Read the data below line by line and copy each one with "Result" in it.

**Dataset content:**
● ● ● ● ●
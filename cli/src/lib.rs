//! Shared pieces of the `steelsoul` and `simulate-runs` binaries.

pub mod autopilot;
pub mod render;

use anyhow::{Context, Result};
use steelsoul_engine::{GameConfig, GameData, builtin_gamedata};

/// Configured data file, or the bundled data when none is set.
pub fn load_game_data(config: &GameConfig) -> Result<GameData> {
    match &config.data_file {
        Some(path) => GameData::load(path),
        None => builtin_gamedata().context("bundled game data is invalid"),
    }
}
● ● ● ● ●
**Exercise response:**
use anyhow::{Context, Result};
pub fn load_game_data(config: &GameConfig) -> Result<GameData> {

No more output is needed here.